* _What to produce_:
Below this line is a set of entries; quote exactly the lines from the line that contains "fn now(&self) -> DateTime<Utc>;" to the line that contains "pub struct ManualClock", both lines included.

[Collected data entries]
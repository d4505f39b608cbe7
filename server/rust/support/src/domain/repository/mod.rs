pub mod credential_store;
pub mod helpdesk;
pub mod remote_check;

pub use credential_store::CredentialStore;
pub use helpdesk::{
    AttachmentFile, CommentDraft, HelpdeskClient, HelpdeskConnector, HelpdeskError,
    HelpdeskUser, NewTicket, TicketUpdate,
};
pub use remote_check::{
    EntitlementGateway, ReleaseTag, ReleaseTagGateway, RemoteCheckError, TagFetch,
};
use std::net::SocketAddr;
use std::sync::Arc;

use tracing::info;

use k1s0_support_server::adapter::gateway::{
    HttpEntitlementGateway, HttpReleaseTagGateway, ZendeskConnector,
};
use k1s0_support_server::adapter::handler::{self, AppState, ServiceDeps};
use k1s0_support_server::adapter::repository::InMemoryCredentialStore;
use k1s0_support_server::domain::repository::HelpdeskConnector;
use k1s0_support_server::infrastructure::clock::SystemClock;
use k1s0_support_server::infrastructure::config::Config;
use k1s0_support_server::infrastructure::logger::init_logger;

#[tokio::main]
async fn main() -> anyhow::Result<()> {
    // Config
    let config_path =
        std::env::var("CONFIG_PATH").unwrap_or_else(|_| "config/config.yaml".to_string());
    let cfg = Config::load(&config_path)?;

    // Logger
    init_logger(&cfg.app.environment, &cfg.log.format);

    info!(
        app_name = %cfg.app.name,
        version = %cfg.app.version,
        environment = %cfg.app.environment,
        "starting support server"
    );

    // Helpdesk (optional)
    let helpdesk: Option<Arc<dyn HelpdeskConnector>> = match cfg.helpdesk.as_ref() {
        Some(helpdesk_cfg) => {
            info!(url = %helpdesk_cfg.url, "helpdesk integration enabled");
            Some(Arc::new(ZendeskConnector::new(helpdesk_cfg)?))
        }
        None => {
            info!("no helpdesk configured, support request routes will return 503");
            None
        }
    };

    let deps = ServiceDeps {
        helpdesk,
        credential_store: Arc::new(InMemoryCredentialStore::new()),
        entitlement: Arc::new(HttpEntitlementGateway::new(&cfg.support)?),
        release_tags: Arc::new(HttpReleaseTagGateway::new(&cfg.support)?),
        clock: Arc::new(SystemClock),
    };
    let state = AppState::new(&cfg, deps);
    let app = handler::router(state);

    // REST server
    let host: std::net::IpAddr = cfg.server.host.parse()?;
    let addr = SocketAddr::new(host, cfg.server.port);
    info!("REST server starting on {}", addr);

    let listener = tokio::net::TcpListener::bind(addr).await?;
    axum::serve(listener, app)
        .with_graceful_shutdown(shutdown_signal())
        .await?;

    info!("support server stopped");
    Ok(())
}

async fn shutdown_signal() {
    if let Err(e) = tokio::signal::ctrl_c().await {
        tracing::error!("failed to listen for shutdown signal: {}", e);
    }
    info!("shutdown signal received");
}
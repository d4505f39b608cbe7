use chrono::{DateTime, Utc};

/// Clock は現在時刻の取得元。テストで時刻を進めるために差し替える。
pub trait Clock: Send + Sync {
    fn now(&self) -> DateTime<Utc>;
}

/// SystemClock はシステム時刻を返す Clock 実装。
#[derive(Debug, Default, Clone, Copy)]
pub struct SystemClock;

impl Clock for SystemClock {
    fn now(&self) -> DateTime<Utc> {
        Utc::now()
    }
}

/// ManualClock は明示的に進めるまで時刻が変わらない Clock 実装。
#[derive(Debug)]
pub struct ManualClock {
    now: std::sync::Mutex<DateTime<Utc>>,
}

impl ManualClock {
    pub fn new(start: DateTime<Utc>) -> Self {
        Self {
            now: std::sync::Mutex::new(start),
        }
    }

    pub fn advance(&self, by: chrono::Duration) {
        let mut now = self.now.lock().unwrap_or_else(std::sync::PoisonError::into_inner);
        *now += by;
    }
}

impl Clock for ManualClock {
    fn now(&self) -> DateTime<Utc> {
        *self.now.lock().unwrap_or_else(std::sync::PoisonError::into_inner)
    }
}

* _Your response_:
    fn now(&self) -> DateTime<Utc>;
}

/// SystemClock はシステム時刻を返す Clock 実装。
#[derive(Debug, Default, Clone, Copy)]
pub struct SystemClock;

impl Clock for SystemClock {
    fn now(&self) -> DateTime<Utc> {
        Utc::now()
    }
}

/// ManualClock は明示的に進めるまで時刻が変わらない Clock 実装。
#[derive(Debug)]
pub struct ManualClock {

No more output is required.